Windows Network
Windows uses a network file sharing protocol called SMB (aka Samba). Ubuntu comes with Samba to communicate with other Windows computer in the same network. This means if you have other computers running Windows in your home network, and you set up these Windows computers to share files and folders over the home network, Ubuntu can access those files and folders. It appears you don't have any Windows computer in your home, or you have not set them up to share files. Hence you get the error when you click on Windows Network icon under Other Locations. Other locations means other computers in your home this context.
Files in the "Other Drive"
Say you had two houses. You demolished one house and built a new one in it's place. Then you go to the 2nd house and find it has all the old furniture inside! Those are your furniture in the second house.
You had two drives, an SSD and a HDD. When you installed Ubuntu in the SSD, the installation process formatted the SSD. At that time the installation warned you that it will delete everything in the SSD. Since the HDD is a different physical drive Ubuntu installation did not touch it.
Note. Windows confuse you with C: drive and D: drive, where these are actually partitions. The D: drive can be a partition within the SSD or a partition within the HDD. If D: drive was in the SSD it would have been erased during the installation. If the D: drive is in the HDD it won't be erased, as it seems to be in your case.
Therefore, when you look inside the HDD and find some furniture, I mean files.
The NTFS partition is Read Only
This is because by default Windows uses Fast Startup, which does not properly shut down the computer (and the drives) when you shut down your computer. I assume you did not disable this feature in Windows before you shutdown Windows for the last time (before you installed Ubuntu).

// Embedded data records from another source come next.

impl StateBlockBuilder {
    pub fn subtype(mut self, subtype: StateBlockSubtype) -> Self {
        self.subtype = Some(subtype);
        self
    }

    pub fn account(mut self, account: NanoAccount) -> Self {
        self.account = Some(account);
        self
    }

    pub fn previous(mut self, previous: BlockHash) -> Self {
        self.previous = Some(previous);
        self
    }

    pub fn representative(mut self, representative: NanoAccount) -> Self {
        self.representative = Some(representative);
        self
    }

    pub fn balance(mut self, balance: u128) -> Self {
        self.balance = Some(balance);
        self
    }

    pub fn link(mut self, link: Link) -> Self {
        self.link = Some(link);
        self
    }

    pub fn link_account(mut self, account: NanoAccount) -> Self {
        self.link_account = Some(account);
        self
    }

    pub fn signature(mut self, signature: Signature) -> Self {
        self.signature = Some(signature);
        self
    }

    pub fn work(mut self, work: WorkSolution) -> Self {
        self.work = Some(work);
        self
    }

    fn resolve_link(&self) -> Result<Link> {
        match (&self.link, &self.link_account) {
            (Some(link), Some(account)) => {
                if link.as_public_key() != *account.public_key() {
                    return Err(NanoError::format(format!(
                        "link {link} does not match link account {account}"
                    )));
                }
                Ok(*link)
            }
            (Some(link), None) => Ok(*link),
            (None, Some(account)) => Ok(Link::from(*account.public_key())),
            (None, None) => Ok(Link::zero()),
        }
    }

    fn unsigned(&self) -> Result<Unsigned> {
        let account = self.account.clone().ok_or_else(|| missing("account"))?;
        let previous = self.previous.ok_or_else(|| missing("previous"))?;
        let representative = self
            .representative
            .clone()
            .ok_or_else(|| missing("representative"))?;
        let balance = self.balance.ok_or_else(|| missing("balance"))?;
        let link = self.resolve_link()?;

        let balance_bytes = balance.to_be_bytes();
        let hash = hash_fields(&layout(
            account.public_key(),
            &previous,
            representative.public_key(),
            &balance_bytes,
            &link,
        ));

        Ok(Unsigned {
            subtype: self.subtype,
            account,
            previous,
            representative,
            balance,
            link,
            hash,
        })
    }

    /// The hash the finished block will have
    pub fn hash(&self) -> Result<BlockHash> {
        Ok(self.unsigned()?.hash)
    }

    /// Finish a block whose signature and work were supplied
    pub fn build(self) -> Result<StateBlock> {
        let signature = self.signature.ok_or_else(|| missing("signature"))?;
        let work = self.work.ok_or_else(|| missing("work"))?;
        Ok(self.unsigned()?.finish(signature, work))
    }

    /// Finish the block by signing its hash with `key`, which must belong
    /// to the block's account
    pub fn sign(self, key: &PrivateKey, work: WorkSolution) -> Result<StateBlock> {
        let unsigned = self.unsigned()?;
        if key.public_key() != *unsigned.account.public_key() {
            return Err(NanoError::Crypto(format!(
                "signing key does not belong to {}",
                unsigned.account
            )));
        }
        let signature = key.sign(&[unsigned.hash.as_bytes()]);
        Ok(unsigned.finish(signature, work))
    }
}

impl Unsigned {
    fn finish(self, signature: Signature, work: WorkSolution) -> StateBlock {
        StateBlock {
            subtype: self.subtype,
            account: self.account,
            previous: self.previous,
            representative: self.representative,
            balance: self.balance,
            link: self.link,
            hash: self.hash,
            signature,
            work,
        }
    }
}

fn missing(field: &str) -> NanoError {
    NanoError::format(format!("state block is missing '{field}'"))
}

#[derive(Serialize)]
struct StateBlockJson<'a> {
    #[serde(rename = "type")]
    block_type: &'static str,
    #[serde(skip_serializing_if = "Option::is_none")]
    subtype: Option<StateBlockSubtype>,
    account: &'a NanoAccount,
    previous: &'a BlockHash,
    representative: &'a NanoAccount,
    balance: String,
    link: &'a Link,
    link_as_account: NanoAccount,
    signature: &'a Signature,
    work: &'a WorkSolution,
}

#[derive(Deserialize)]
struct StateBlockWire {
    #[serde(default)]
    subtype: Option<StateBlockSubtype>,
    account: NanoAccount,
    previous: BlockHash,
    representative: NanoAccount,
    balance: String,
    #[serde(default)]
    link: Option<Link>,
    #[serde(default)]
    link_as_account: Option<NanoAccount>,
    signature: Signature,
    work: WorkSolution,
}

impl Serialize for StateBlock {
    fn serialize<S: Serializer>(&self, serializer: S) -> std::result::Result<S::Ok, S::Error> {
        StateBlockJson {
            block_type: BlockType::State.name(),
            subtype: self.subtype,
            account: &self.account,
            previous: &self.previous,
            representative: &self.representative,
            balance: self.balance.to_string(),
            link: &self.link,
            link_as_account: self.link_as_account(),
            signature: &self.signature,
            work: &self.work,
        }
        .serialize(serializer)
    }
}

#[cfg(test)]
mod tests {
    use super::*;
    use crate::core::block::fixtures::*;
    use serde_json::json;

    const STATE_HASH: &str = "FBAACEDE08B25AF127410B4386ACC5A1AF194DF7BA9DA5471F01F890D8DCB576";
    const STATE_SIGNATURE: &str = "3D016C37A8D469F8A1E597958098EB5EDA1063287659CED351B3F9BDB53285A5\
                                   A6AE3D1AD4077843772C9FAE22874834E380B316C3E01010E605F73E21200E07";

    #[test]
    fn test_preamble() {
        assert_eq!(STATE_BLOCK_PREAMBLE[31], 6);
        assert!(STATE_BLOCK_PREAMBLE[..31].iter().all(|b| *b == 0));
    }

    #[test]
    fn test_hash_and_signature_vectors() {
        let block = state_block();
        assert_eq!(block.hash().to_hex(), STATE_HASH);
        assert_eq!(block.signature().to_hex(), STATE_SIGNATURE);
        assert_eq!(block.hashable_bytes().len(), 32 * 5 + 16);
    }

    #[test]
    fn test_hash_ignores_signature_work_and_subtype() {
        let signed = state_block();
        let other = StateBlock::builder()
            .subtype(StateBlockSubtype::Epoch)
            .account(account())
            .previous(previous())
            .representative(representative())
            .balance(BALANCE)
            .link(link())
            .signature(Signature::zero())
            .work(WorkSolution::from_u64(1))
            .build()
            .unwrap();
        assert_eq!(signed.hash(), other.hash());
        assert_ne!(signed, other);
    }

    #[test]
    fn test_opening_block_uses_account_as_work_root() {
        let block = StateBlock::builder()
            .account(account())
            .previous(BlockHash::zero())
            .representative(representative())
            .balance(BALANCE)
            .link(link())
            .sign(&private_key(), work())
            .unwrap();
        assert!(block.is_opening());
        assert_eq!(
            block.hash().to_hex(),
            "FA7E6CF243D14B53368C6672533082D6F71B38CB80AC03159B764D94057838D3"
        );
        assert_eq!(block.work_root(), WorkRoot::from(*account().public_key()));
    }

    #[test]
    fn test_unused_link_defaults_to_zero() {
        let block = StateBlock::builder()
            .account(account())
            .previous(previous())
            .representative(representative())
            .balance(BALANCE)
            .sign(&private_key(), work())
            .unwrap();
        assert!(block.link().is_zero());
        assert_eq!(
            block.hash().to_hex(),
            "7065DF77B34FEBD0DBD48AEAA5ECE370B827625EC6A85EBF34BAB10FDDEC2F8E"
        );
    }

    #[test]
    fn test_link_from_account_form() {
        let link_account = NanoAccount::parse(LINK_ACCOUNT).unwrap();
        let builder = StateBlock::builder()
            .account(account())
            .previous(previous())
            .representative(representative())
            .balance(BALANCE);
        let by_account = builder
            .clone()
            .link_account(link_account.clone())
            .hash()
            .unwrap();
        let by_both = builder
            .clone()
            .link(link())
            .link_account(link_account)
            .hash()
            .unwrap();
        assert_eq!(by_account.to_hex(), STATE_HASH);
        assert_eq!(by_both, by_account);

        let conflicting = builder
            .link(link())
            .link_account(representative())
            .hash()
            .unwrap_err();
        assert!(conflicting.is_format());
    }

    #[test]
    fn test_missing_fields_rejected() {
        let err = StateBlock::builder()
            .account(account())
            .balance(1)
            .hash()
            .unwrap_err();
        assert!(err.to_string().contains("previous"));

        let unsigned = StateBlock::builder()
            .account(account())
            .previous(previous())
            .representative(representative())
            .balance(1)
            .build()
            .unwrap_err();
        assert!(unsigned.to_string().contains("signature"));
    }

    #[test]
    fn test_sign_requires_matching_key() {
        let err = StateBlock::builder()
            .account(representative())
            .previous(previous())
            .representative(representative())
            .balance(1)
            .sign(&private_key(), work())
            .unwrap_err();
        assert!(matches!(err, NanoError::Crypto(_)));
    }

    #[test]
    fn test_json_wire_form() {
        let value = serde_json::to_value(state_block()).unwrap();
        assert_eq!(
            value,
            json!({
                "type": "state",
                "subtype": "send",
                "account": ACCOUNT,
                "previous": PREVIOUS,
                "representative": REPRESENTATIVE,
                "balance": "1000000000000000000000000000000",
                "link": LINK,
                "link_as_account": LINK_ACCOUNT,
                "signature": STATE_SIGNATURE,
                "work": "7202df8a7c380578",
            })
        );
    }

    #[test]
    fn test_parse_from_json() {
        let value = serde_json::to_value(state_block()).unwrap();
        let parsed = StateBlock::from_json_value(&value).unwrap();
        assert_eq!(parsed, state_block());

        let mut without_link = value.clone();
        without_link.as_object_mut().unwrap().remove("link");
        assert_eq!(StateBlock::from_json_value(&without_link).unwrap(), state_block());
    }

    #[test]
    fn test_parse_rejects_bad_balance() {
        let mut value = serde_json::to_value(state_block()).unwrap();
        value["balance"] = json!("0x10");
        assert!(StateBlock::from_json_value(&value).unwrap_err().is_format());
    }

    #[test]
    fn test_subtype_from_legacy() {
        assert_eq!(
            StateBlockSubtype::from_legacy(BlockType::Send),
            Some(StateBlockSubtype::Send)
        );
        assert_eq!(
            StateBlockSubtype::from_legacy(BlockType::Open),
            Some(StateBlockSubtype::Receive)
        );
        assert_eq!(
            StateBlockSubtype::from_legacy(BlockType::Receive),
            Some(StateBlockSubtype::Receive)
        );
        assert_eq!(
            StateBlockSubtype::from_legacy(BlockType::Change),
            Some(StateBlockSubtype::Change)
        );
        assert_eq!(StateBlockSubtype::from_legacy(BlockType::State), None);
    }
}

Ubuntu sees the partition in your HDD as "dirty" and opens it in Read Only mode. Usually we recommend you fix problems created by Windows by booting Windows. In this case that is not an option. However, you are not the first (or the last) person to be in this position. This site has many questions and answers on this topic. These two may help:
Fix corrupt NTFS partition without Windows
How to correctly fix a "dirty" NTFS partition without using chkdsk
Alternate solution: Reformat and Reuse
First copy any files and folder you want to save from the HDD, in an external drive.
Then format the partition in the HDD (it looks like a single partition in the HDD) using the ext4
format, the native partition type used by Ubuntu. Since you don't have Windows in this computer, I recommend you do not use the NFTS format. This is because, if and when an NTFS formatted partition gets corrupt, you may need to boot Windows to fix it.
See this answer for more on using the second HDD:
How to enable full permissions on internal secondary HDD?